Study Objective. To quantify the influence of a high‐fat meal on the oral bioavailability of the immunosuppressant everolimus in a single‐dose study in healthy subjects and to confirm the results in a small food‐effect screening assessment in patients with renal transplants who were receiving multiple‐dose everolimus. Design. Randomized, open‐label, crossover, single‐dose study and confirmatory screening. Setting. Phase 1 unit for the single‐dose study and two German hospitals for the patient screening. Subjects. Twenty‐four healthy male volunteers; six clinically stable patients with renal transplants who were originally part of a phase I dose‐escalation study. Intervention. The 24 healthy men received everolimus 2 mg orally under fasting conditions and after a high‐fat meal. The six patients received everolimus 2.5 mg/day orally, in addition to cyclosporine and prednisone. On two occasions, a pharmacokinetic profile was obtained over the dosing interval after drug administration under fasting conditions and after a high‐fat meal in a randomized sequence. Measurements and Main Results.
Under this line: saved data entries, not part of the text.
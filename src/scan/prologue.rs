// Copyright (C) 2025 FZI Forschungszentrum Informatik
// SPDX-License-Identifier: Apache-2.0
//! Prologue analysis
//!
//! The prologue scanner walks forward from a function's entry and tracks the
//! contents of registers and stack slots as symbolic [`Value`]s relative to
//! the registers' contents on function entry. A register counts as saved once
//! its entry value is stored in a stack slot. Only the first save of a
//! register is recorded.
//!
//! The scan ends at a control transfer, at the scan limit or once more
//! instructions not recognized as part of a prologue were encountered than the
//! [`DebugConfig`] tolerates. The end of the prologue is the address following
//! the last recognized instruction.

use alloc::collections::BTreeMap;

use crate::arch::{Architecture, Effect};
use crate::config::DebugConfig;
use crate::registers::RegNum;
use crate::target::Memory;

use super::Error;

/// Symbolic value of a register or stack slot
#[derive(Copy, Clone, Debug, PartialEq, Eq)]
pub enum Value {
    /// Nothing is known about the value
    Unknown,
    /// A known constant
    Constant(u64),
    /// The contents of a register on function entry plus an offset
    Register { reg: RegNum, offset: i64 },
}

impl Value {
    /// The contents of a register on function entry
    pub const fn entry(reg: RegNum) -> Self {
        Self::Register { reg, offset: 0 }
    }

    /// Symbolic addition
    pub fn add(self, other: Self) -> Self {
        match (self, other) {
            (Self::Constant(l), Self::Constant(r)) => Self::Constant(l.wrapping_add(r)),
            (Self::Register { reg, offset }, Self::Constant(c))
            | (Self::Constant(c), Self::Register { reg, offset }) => Self::Register {
                reg,
                offset: offset.wrapping_add(c as i64),
            },
            _ => Self::Unknown,
        }
    }

    /// Symbolic subtraction
    ///
    /// The difference of two values relative to the same register is a
    /// constant.
    pub fn sub(self, other: Self) -> Self {
        match (self, other) {
            (Self::Constant(l), Self::Constant(r)) => Self::Constant(l.wrapping_sub(r)),
            (Self::Register { reg, offset }, Self::Constant(c)) => Self::Register {
                reg,
                offset: offset.wrapping_sub(c as i64),
            },
            (Self::Register { reg: l, offset: a }, Self::Register { reg: r, offset: b })
                if l == r =>
            {
                Self::Constant(a.wrapping_sub(b) as u64)
            }
            _ => Self::Unknown,
        }
    }

    /// Retrieve the offset from the entry contents of the given register
    pub fn offset_from(self, reg: RegNum) -> Option<i64> {
        match self {
            Self::Register { reg: r, offset } if r == reg => Some(offset),
            _ => None,
        }
    }
}

/// Results of a prologue scan
///
/// The frame base is the stack pointer's contents on function entry. It is
/// computed from the current contents of [`base_register`][Self::base_register]
/// by adding [`base_offset`][Self::base_offset]. Saved register locations are
/// given relative to the frame base.
#[derive(Clone, Debug, Default, PartialEq, Eq)]
pub struct PrologueCache {
    /// Register the frame base is derived from
    pub base_register: RegNum,
    /// Offset of the frame base from the base register's contents
    pub base_offset: i64,
    /// Offsets of the slots holding saved registers from the frame base
    pub saved: BTreeMap<RegNum, i64>,
    /// Number of bytes the stack pointer was decremented by
    pub frame_size: u64,
    /// Whether the stack pointer was moved by an amount not known statically
    pub dynamic: bool,
    /// Address following the last instruction recognized as part of the
    /// prologue
    pub end: u64,
}

impl PrologueCache {
    /// Retrieve the offset of a saved register's slot from the frame base
    pub fn saved(&self, reg: RegNum) -> Option<i64> {
        self.saved.get(&reg).copied()
    }

    /// Retrieve the offset of a saved register's slot from the stack pointer
    /// as it is after the prologue
    pub fn sp_offset(&self, reg: RegNum) -> Option<i64> {
        self.saved(reg)
            .map(|o| o.wrapping_add(self.frame_size as i64))
    }
}

/// Scan a function's prologue
///
/// Scans the instructions from `start` up to `limit` and returns the address
/// following the last instruction recognized as part of the prologue. If a
/// [`PrologueCache`] is supplied, it is filled with the scan's results.
///
/// Only failing to fetch the very first instruction is an error. Later fetch
/// failures end the scan.
pub fn scan_prologue<A, M>(
    arch: &A,
    config: &DebugConfig,
    memory: &mut M,
    start: u64,
    limit: u64,
    cache: Option<&mut PrologueCache>,
) -> Result<u64, Error<M::Error>>
where
    A: Architecture,
    M: Memory,
{
    let mut scan = Scan::new(arch, false);
    let end = match scan.run(config, memory, start, limit)? {
        Some(end) => end,
        None => {
            log::debug!("Restarting prologue scan at {start:#x} assuming a static stack pointer");
            scan = Scan::new(arch, true);
            scan.run(config, memory, start, limit)?.unwrap_or(start)
        }
    };
    log::debug!("Prologue of {start:#x} ends at {end:#x}");

    if let Some(cache) = cache {
        *cache = scan.commit(end);
        log::debug!(
            "Frame base is {:?}{:+}, saved registers: {:?}",
            cache.base_register,
            cache.base_offset,
            cache.saved,
        );
    }
    Ok(end)
}

/// Outcome of processing a single instruction
#[derive(Copy, Clone, Debug, PartialEq, Eq)]
enum Step {
    Recognized,
    Tolerated,
    Stop,
    Restart,
}

/// State of a single scan
struct Scan<'a, A> {
    arch: &'a A,
    sp: RegNum,
    zero: Option<RegNum>,
    /// Registers not holding their entry contents
    regs: BTreeMap<RegNum, Value>,
    /// Stack slots by offset from the entry stack pointer
    stack: BTreeMap<i64, (u8, Value)>,
    saved: BTreeMap<RegNum, i64>,
    dynamic: bool,
    /// Assume that the stack pointer is never moved by unknown amounts
    static_sp: bool,
}

impl<'a, A: Architecture> Scan<'a, A> {
    fn new(arch: &'a A, static_sp: bool) -> Self {
        Self {
            arch,
            sp: arch.stack_pointer(),
            zero: arch.zero_register(),
            regs: Default::default(),
            stack: Default::default(),
            saved: Default::default(),
            dynamic: false,
            static_sp,
        }
    }

    /// Run the scan, returning [`None`] if it needs to be restarted
    fn run<M: Memory>(
        &mut self,
        config: &DebugConfig,
        memory: &mut M,
        start: u64,
        limit: u64,
    ) -> Result<Option<u64>, Error<M::Error>> {
        let mut pc = start;
        let mut end = start;
        let mut tolerated = 0u8;
        let mut delay_slot = false;

        while pc < limit {
            let insn = match self.arch.decode(memory, pc) {
                Ok(insn) => insn,
                Err(e) if pc == start => return Err(Error::Memory(e, pc)),
                Err(_) => {
                    log::trace!("Cannot fetch instruction at {pc:#x}, ending scan");
                    break;
                }
            };
            let Some(next) = pc.checked_add(self.arch.length(&insn)) else {
                break;
            };

            let effect = self.arch.prologue_effect(&insn, pc);
            log::trace!("{pc:#x}: {insn} ({effect:?})");
            match self.apply(effect) {
                Step::Restart => return Ok(None),
                _ if delay_slot => break,
                Step::Recognized => end = next,
                Step::Tolerated => {
                    tolerated = tolerated.saturating_add(1);
                    if tolerated > config.prologue_tolerance {
                        break;
                    }
                }
                Step::Stop if self.arch.has_delay_slot(&insn) => delay_slot = true,
                Step::Stop => break,
            }
            pc = next;
        }

        Ok(Some(end))
    }

    fn apply(&mut self, effect: Effect) -> Step {
        match effect {
            Effect::AddImm { dst, src, imm } => {
                let value = self.get(src).add(Value::Constant(imm as u64));
                self.set(dst, value);
            }
            Effect::Add { dst, lhs, rhs } => {
                let value = self.get(lhs).add(self.get(rhs));
                self.set(dst, value);
            }
            Effect::Sub { dst, lhs, rhs } => {
                let value = self.get(lhs).sub(self.get(rhs));
                if dst == self.sp && value == Value::Unknown {
                    self.dynamic = true;
                    if self.static_sp {
                        return Step::Recognized;
                    }
                }
                self.set(dst, value);
            }
            Effect::Constant { dst, value } => self.set(dst, Value::Constant(value)),
            Effect::Load {
                dst,
                base,
                offset,
                width,
            } => {
                let value = self.load(self.stack_offset(base, offset), width);
                self.set(dst, value);
            }
            Effect::Store {
                src,
                base,
                offset,
                width,
            } => {
                let address = self.stack_offset(base, offset);
                if address.is_none()
                    && self.dynamic
                    && !self.static_sp
                    && Some(base) == self.arch.frame_pointer()
                {
                    return Step::Restart;
                }
                self.store(address, width, self.get(src));
            }
            Effect::Push {
                registers,
                slot,
                adjust,
            } => {
                let count = registers.len() as i64;
                for (n, reg) in registers.iter().enumerate() {
                    let offset = (n as i64 - count) * i64::from(slot);
                    let address = self.stack_offset(self.sp, offset);
                    self.store(address, slot, self.get(RegNum::from(*reg)));
                }
                let sp = self.get(self.sp).sub(Value::Constant(adjust));
                self.set(self.sp, sp);
            }
            Effect::Nop => (),
            Effect::ControlTransfer => return Step::Stop,
            Effect::Other { dst } => {
                if let Some(dst) = dst {
                    self.set(dst, Value::Unknown);
                }
                return Step::Tolerated;
            }
        }
        Step::Recognized
    }

    fn get(&self, reg: RegNum) -> Value {
        if Some(reg) == self.zero {
            return Value::Constant(0);
        }
        self.regs
            .get(&reg)
            .copied()
            .unwrap_or(Value::entry(reg))
    }

    fn set(&mut self, reg: RegNum, value: Value) {
        if Some(reg) != self.zero {
            self.regs.insert(reg, value);
        }
    }

    /// Determine the offset of `base + offset` from the entry stack pointer
    fn stack_offset(&self, base: RegNum, offset: i64) -> Option<i64> {
        self.get(base)
            .offset_from(self.sp)
            .map(|o| o.wrapping_add(offset))
    }

    fn load(&self, address: Option<i64>, width: u8) -> Value {
        address
            .and_then(|a| self.stack.get(&a))
            .filter(|(w, _)| *w == width)
            .map(|(_, v)| *v)
            .unwrap_or(Value::Unknown)
    }

    fn store(&mut self, address: Option<i64>, width: u8, value: Value) {
        let Some(address) = address else {
            // Could have hit any slot
            self.stack.clear();
            return;
        };

        let end = address.wrapping_add(width.into());
        self.stack
            .retain(|a, (w, _)| a.wrapping_add((*w).into()) <= address || end <= *a);
        self.stack.insert(address, (width, value));

        let Value::Register { reg, offset: 0 } = value else {
            return;
        };
        let full = self.arch.registers().width(reg) == Some(width.into());
        if reg != self.sp && full && !self.saved.contains_key(&reg) {
            log::trace!("Register {reg} saved at entry sp{address:+}");
            self.saved.insert(reg, address);
        }
    }

    fn commit(self, end: u64) -> PrologueCache {
        let sp = self.get(self.sp).offset_from(self.sp);
        let fp = self
            .arch
            .frame_pointer()
            .and_then(|fp| self.get(fp).offset_from(self.sp).map(|k| (fp, k)));
        let (base_register, base_offset) = match (fp, sp) {
            (Some((fp, k)), _) => (fp, k.wrapping_neg()),
            (None, Some(k)) => (self.sp, k.wrapping_neg()),
            (None, None) => (self.sp, 0),
        };

        PrologueCache {
            base_register,
            base_offset,
            saved: self.saved,
            frame_size: sp.map(|k| k.min(0).unsigned_abs()).unwrap_or(0),
            dynamic: self.dynamic,
            end,
        }
    }
}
In the single‐dose study in healthy subjects, a high‐fat meal delayed everolimus time to maximum concentration (T max ) by a median 1.25 hours, reduced peak blood concentration (C max ) by 60%, and reduced area under the concentration‐time curve (AUC) by 16%. In the multiple‐dose screening in patients with renal transplants, a high‐fat meal delayed (T max by a median 1.75 hours and reduced C max by 53% and AUC by 21%. Everolimus trough levels showed no food effect, whereas the peak‐trough fluctuation was dampened by 52%. Conclusions. A high‐fat meal modestly reduced everolimus AUC. To minimize longitudinal variability in exposure, everolimus should be administered consistently either with food or without food.